[INPUT DATA]
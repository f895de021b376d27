//! Winenet state machine.
//!
//! The machine performs no I/O. The owner feeds it events (received packets,
//! transmission requests, discovery signals, timer expiries) together with
//! the current instant, then drains the resulting [`Action`]s and arms a
//! timer for [`Winenet::next_deadline`].
//!
//! ```text
//!            first neighbour
//!   INIT ─────────────────────► IDLE ◄──────────────┐
//!                                │  ▲               │ GO_SPEAKER sent
//!         BROADCAST_SPEAKER      │  │ GO_SPEAKER    │
//!                 ┌──────────────┘  │ to another    │
//!                 ▼                 │               │
//!             LISTENER ─────────────┘           SPEAKER
//!                 │      GO_SPEAKER to us           ▲
//!                 └─────────────────────────────────┘
//! ```

use std::collections::VecDeque;
use std::mem;

use rand::SeedableRng;
use rand::rngs::StdRng;
use tokio::time::Instant;

use super::beacon::{AckStatus, Beacon, BeaconBody, HandoffCause, PingKind, SpeakerCause};
use super::neighbour::NeighbourTable;
use super::retry::{AckWait, RetryEvent, RetryPolicy};
use crate::config::WinenetConfig;
use crate::core::PeerId;
use crate::datalink::DatalinkError;
use crate::transceiver::{PacketKind, TransId, TransceiverPacket};

/// Protocol state.
#[derive(Debug, Clone, Copy, PartialEq, Eq, Hash)]
pub enum WinenetState {
    /// Startup, no neighbour known yet.
    Init,
    /// No active speaker bound; candidate listener.
    Idle,
    /// This node owns the channel.
    Speaker,
    /// Another node owns the channel; its fragments are consumed here.
    Listener,
}

/// Identifies one transmission request awaiting completion.
#[derive(Debug, Clone, Copy, PartialEq, Eq, Hash)]
pub struct XmitId(pub u64);

/// Work the owner must perform on the machine's behalf.
#[derive(Debug, Clone, PartialEq, Eq)]
pub enum Action {
    /// Send an envelope on the medium.
    Transmit(TransceiverPacket),
    /// Hand a received data envelope to the receiver.
    Deliver(TransceiverPacket),
    /// Drop any reassembly in progress from this peer.
    CancelRx(PeerId),
    /// Complete a transmission request.
    XmitDone {
        /// Request being completed.
        id: XmitId,
        /// Outcome.
        result: Result<(), DatalinkError>,
    },
}

/// Protocol counters.
#[derive(Debug, Clone, Copy, Default, PartialEq, Eq)]
pub struct WinenetStats {
    /// Retransmitted beacons and batches.
    pub retransmissions: u64,
    /// Beacons and packets recognised as already processed.
    pub duplicates: u64,
    /// Blocks fully acknowledged by every listener.
    pub blocks_sent: u64,
    /// Blocks abandoned after retry exhaustion or a producer stall.
    pub blocks_abandoned: u64,
    /// Token handoffs accepted by the next speaker.
    pub handoffs: u64,
    /// Neighbours invalidated for not answering.
    pub neighbours_invalidated: u64,
    /// Batches delivered to the receiver.
    pub frames_delivered: u64,
    /// Reassemblies cancelled because the speaker changed.
    pub rx_cancelled: u64,
}

/// Packets acknowledged together.
#[derive(Debug, Clone)]
struct Frame {
    packets: Vec<TransceiverPacket>,
    waiter: Option<XmitId>,
    last_of_block: bool,
}

/// Speaker activity.
#[derive(Debug)]
enum Phase {
    /// Not speaking.
    Off,
    /// Speaking, nothing in flight.
    Holding { until: Instant },
    /// Announcing to one neighbour at a time.
    Announcing {
        pending: VecDeque<PeerId>,
        wait: AckWait,
    },
    /// Sending the front frame to one listener at a time.
    Sending {
        remaining: VecDeque<PeerId>,
        wait: AckWait,
    },
}
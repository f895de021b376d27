//! Winenet beacons.
//!
//! ```text
//! +------+---------------+-------------+------------------+
//! | kind | sender (u64)  | seq (u32)   | body             |
//! +------+---------------+-------------+------------------+
//!
//! PING              body: reqrsp (u8)
//! BROADCAST_SPEAKER body: cause (u8)
//! GO_SPEAKER        body: target (u64) cause (u8)
//! ACKNOWLEDGMENT    body: status (u8) acked trans_id (u32)
//! ```

use crate::core::{PeerId, WireError};

/// Beacon kind bytes.
pub mod kinds {
    /// Token handoff.
    pub const GO_SPEAKER: u8 = 0x01;
    /// Acknowledgment.
    pub const ACKNOWLEDGMENT: u8 = 0x02;
    /// Speaker announcement.
    pub const BROADCAST_SPEAKER: u8 = 0x04;
    /// Neighbour validation.
    pub const PING: u8 = 0x08;
}

/// Beacon header size (kind + sender + seq).
pub const BEACON_HEADER_SIZE: usize = 1 + 8 + 4;

/// Ping direction.
#[derive(Debug, Clone, Copy, PartialEq, Eq)]
pub enum PingKind {
    /// Sent by the node with the lower identity.
    Request,
    /// Answer to a request.
    Response,
}

/// Meaning of a BROADCAST_SPEAKER beacon.
#[derive(Debug, Clone, Copy, PartialEq, Eq)]
pub enum SpeakerCause {
    /// The sender is about to speak; listeners bind to it.
    Announce,
    /// The sender gives up; listeners bound to it unbind.
    Release,
}

/// How the previous speaker's turn ended.
#[derive(Debug, Clone, Copy, PartialEq, Eq)]
pub enum HandoffCause {
    /// Queue drained normally.
    Completed,
    /// A block was abandoned mid-way.
    Abandoned,
}

/// Acknowledgment status.
#[derive(Debug, Clone, Copy, PartialEq, Eq)]
pub enum AckStatus {
    /// Accepted.
    Ok,
    /// Refused; the receiver is bound elsewhere or already speaking.
    Abort,
}

/// Beacon-specific content.
#[derive(Debug, Clone, Copy, PartialEq, Eq)]
pub enum BeaconBody {
    /// Neighbour validation.
    Ping(PingKind),
    /// Speaker announcement or release.
    BroadcastSpeaker(SpeakerCause),
    /// Token handoff to `target`.
    GoSpeaker {
        /// Next speaker.
        target: PeerId,
        /// How the sender's turn ended.
        cause: HandoffCause,
    },
    /// Acknowledgment of the beacon or batch identified by `acked`.
    Ack {
        /// Result.
        status: AckStatus,
        /// Sequence being acknowledged.
        acked: u32,
    },
}

impl BeaconBody {
    /// Kind byte of this body.
    pub fn kind(&self) -> u8 {
        match self {
            BeaconBody::Ping(_) => kinds::PING,
            BeaconBody::BroadcastSpeaker(_) => kinds::BROADCAST_SPEAKER,
            BeaconBody::GoSpeaker { .. } => kinds::GO_SPEAKER,
            BeaconBody::Ack { .. } => kinds::ACKNOWLEDGMENT,
        }
    }
}

/// One beacon.
#[derive(Debug, Clone, Copy, PartialEq, Eq)]
pub struct Beacon {
    /// Sending node.
    pub sender: PeerId,
    /// Sender's beacon sequence; a retransmission reuses it.
    pub seq: u32,
    /// Content.
    pub body: BeaconBody,
}

impl Beacon {
    /// Encode to wire format.
    pub fn encode(&self) -> Vec<u8> {
        let mut buf = Vec::with_capacity(BEACON_HEADER_SIZE + 9);
        buf.push(self.body.kind());
        buf.extend_from_slice(&self.sender.to_bytes());
        buf.extend_from_slice(&self.seq.to_le_bytes());

        match self.body {
            BeaconBody::Ping(kind) => buf.push(match kind {
                PingKind::Request => 1,
                PingKind::Response => 2,
            }),
            BeaconBody::BroadcastSpeaker(cause) => buf.push(match cause {
                SpeakerCause::Announce => 0,
                SpeakerCause::Release => 1,
            }),
            BeaconBody::GoSpeaker { target, cause } => {
                buf.extend_from_slice(&target.to_bytes());
                buf.push(match cause {
                    HandoffCause::Completed => 0,
                    HandoffCause::Abandoned => 1,
                });
            }
            BeaconBody::Ack { status, acked } => {
                buf.push(match status {
                    AckStatus::Ok => 0,
                    AckStatus::Abort => 1,
                });
                buf.extend_from_slice(&acked.to_le_bytes());
            }
        }
        buf
    }

    /// Decode from wire format.
    pub fn decode(data: &[u8]) -> Result<Self, WireError> {
        let kind = *data.first().ok_or(WireError::TooShort {
            expected: BEACON_HEADER_SIZE,
            actual: 0,
        })?;
        let body_len = match kind {
            kinds::PING | kinds::BROADCAST_SPEAKER => 1,
            kinds::GO_SPEAKER => 9,
            kinds::ACKNOWLEDGMENT => 5,
            other => return Err(WireError::InvalidKind(other)),
        };

        let expected = BEACON_HEADER_SIZE + body_len;
        if data.len() != expected {
            return Err(if data.len() < expected {
                WireError::TooShort {
                    expected,
                    actual: data.len(),
                }
            } else {
                WireError::LengthMismatch {
                    declared: expected,
                    actual: data.len(),
                }
            });
        }

        let mut id = [0u8; 8];
        id.copy_from_slice(&data[1..9]);
        let sender = PeerId::from_bytes(id);
        let mut word = [0u8; 4];
        word.copy_from_slice(&data[9..13]);
        let seq = u32::from_le_bytes(word);
        let body = &data[BEACON_HEADER_SIZE..];

        let body = match kind {
            kinds::PING => BeaconBody::Ping(match body[0] {
                1 => PingKind::Request,
                2 => PingKind::Response,
                other => return Err(WireError::InvalidKind(other)),
            }),
            kinds::BROADCAST_SPEAKER => BeaconBody::BroadcastSpeaker(match body[0] {
                0 => SpeakerCause::Announce,
                1 => SpeakerCause::Release,
                other => return Err(WireError::InvalidKind(other)),
            }),
            kinds::GO_SPEAKER => {
                id.copy_from_slice(&body[..8]);
                BeaconBody::GoSpeaker {
                    target: PeerId::from_bytes(id),
                    cause: match body[8] {
                        0 => HandoffCause::Completed,
                        1 => HandoffCause::Abandoned,
                        other => return Err(WireError::InvalidKind(other)),
                    },
                }
            }
            _ => {
                word.copy_from_slice(&body[1..5]);
                BeaconBody::Ack {
                    status: match body[0] {
                        0 => AckStatus::Ok,
                        1 => AckStatus::Abort,
                        other => return Err(WireError::InvalidKind(other)),
                    },
                    acked: u32::from_le_bytes(word),
                }
            }
        };

        Ok(Self { sender, seq, body })
    }
}
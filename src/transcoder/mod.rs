//! SOOlink transcoder.
//!
//! Splits blocks larger than the link payload into ordered fragments on send,
//! and reassembles them on receive:
//!
//! - **Fragments**: [`Fragment`] tagged union (simple or extended) and its wire codec
//! - **Coder**: [`split`] and the serialized `Coder` feeding the transceiver
//! - **Decoder**: [`Decoder`] per-peer reassembly with stale-block expiry

mod coder;
mod decoder;
mod fragment;

pub use coder::*;
pub use decoder::{DecodeOutcome, Decoder};
pub use fragment::Fragment;
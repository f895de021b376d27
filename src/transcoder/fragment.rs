//! Fragment encoding and decoding.
//!
//! A block either travels whole in a simple fragment or is split into a run of
//! extended fragments, each carrying its 1-based index and the total count.
//!
//! ```text
//! Simple:   +------+-------------+---------+
//!           | 0x00 | len (u32le) | payload |
//!           +------+-------------+---------+
//!
//! Extended: +------+---------------+---------------+-------------+---------+
//!           | 0x01 | count (u32le) | index (u32le) | len (u32le) | payload |
//!           +------+---------------+---------------+-------------+---------+
//! ```

use crate::core::constants::{
    EXTENDED_HEADER_SIZE, FRAGMENT_KIND_EXTENDED, FRAGMENT_KIND_SIMPLE, SIMPLE_HEADER_SIZE,
};
use crate::core::WireError;

/// One unit of a block, generic over its payload storage.
///
/// The coder borrows slices of the caller's block (`Fragment<&[u8]>`); the
/// decoder owns what it parsed (`Fragment<Vec<u8>>`).
#[derive(Debug, Clone, PartialEq, Eq)]
pub enum Fragment<B = Vec<u8>> {
    /// A whole block.
    Simple {
        /// Block bytes.
        payload: B,
    },
    /// One piece of a split block.
    Extended {
        /// 1-based position in the block.
        index: u32,
        /// Number of fragments in the block.
        count: u32,
        /// Piece bytes.
        payload: B,
    },
}

impl<B: AsRef<[u8]>> Fragment<B> {
    /// Payload bytes.
    pub fn payload(&self) -> &[u8] {
        match self {
            Fragment::Simple { payload } | Fragment::Extended { payload, .. } => payload.as_ref(),
        }
    }

    /// Whether this fragment closes its block.
    pub fn is_completed(&self) -> bool {
        match self {
            Fragment::Simple { .. } => true,
            Fragment::Extended { index, count, .. } => index == count,
        }
    }

    /// Size of the encoded fragment.
    pub fn encoded_len(&self) -> usize {
        let header = match self {
            Fragment::Simple { .. } => SIMPLE_HEADER_SIZE,
            Fragment::Extended { .. } => EXTENDED_HEADER_SIZE,
        };
        header + self.payload().len()
    }

    /// Encode to wire format.
    pub fn encode(&self) -> Result<Vec<u8>, WireError> {
        let payload = self.payload();
        let len = u32::try_from(payload.len())
            .map_err(|_| WireError::PayloadTooLarge(payload.len()))?;

        let mut buf = Vec::with_capacity(self.encoded_len());
        match self {
            Fragment::Simple { .. } => {
                buf.push(FRAGMENT_KIND_SIMPLE);
            }
            Fragment::Extended { index, count, .. } => {
                buf.push(FRAGMENT_KIND_EXTENDED);
                buf.extend_from_slice(&count.to_le_bytes());
                buf.extend_from_slice(&index.to_le_bytes());
            }
        }
        buf.extend_from_slice(&len.to_le_bytes());
        buf.extend_from_slice(payload);
        Ok(buf)
    }
}

impl Fragment<Vec<u8>> {
    /// Decode from wire format.
    pub fn decode(data: &[u8]) -> Result<Self, WireError> {
        let kind = *data.first().ok_or(WireError::TooShort {
            expected: SIMPLE_HEADER_SIZE,
            actual: 0,
        })?;

        match kind {
            FRAGMENT_KIND_SIMPLE => {
                check_len(data, SIMPLE_HEADER_SIZE)?;
                let len = read_u32(data, 1) as usize;
                let payload = take_payload(data, SIMPLE_HEADER_SIZE, len)?;
                Ok(Fragment::Simple { payload })
            }
            FRAGMENT_KIND_EXTENDED => {
                check_len(data, EXTENDED_HEADER_SIZE)?;
                let count = read_u32(data, 1);
                let index = read_u32(data, 5);
                if index == 0 || index > count {
                    return Err(WireError::InvalidIndex { index, count });
                }
                let len = read_u32(data, 9) as usize;
                let payload = take_payload(data, EXTENDED_HEADER_SIZE, len)?;
                Ok(Fragment::Extended {
                    index,
                    count,
                    payload,
                })
            }
            other => Err(WireError::InvalidKind(other)),
        }
    }
}

fn check_len(data: &[u8], expected: usize) -> Result<(), WireError> {
    if data.len() < expected {
        return Err(WireError::TooShort {
            expected,
            actual: data.len(),
        });
    }
    Ok(())
}

fn read_u32(data: &[u8], offset: usize) -> u32 {
    let mut bytes = [0u8; 4];
    bytes.copy_from_slice(&data[offset..offset + 4]);
    u32::from_le_bytes(bytes)
}

fn take_payload(data: &[u8], offset: usize, len: usize) -> Result<Vec<u8>, WireError> {
    let body = &data[offset..];
    if body.len() != len {
        return Err(WireError::LengthMismatch {
            declared: len,
            actual: body.len(),
        });
    }
    Ok(body.to_vec())
}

[TASK ITEM] Take every line from the listing above that includes the word "Announcing" and copy it.

[RESULT FOR THIS TASK]
    /// Announcing to one neighbour at a time.
    Announcing {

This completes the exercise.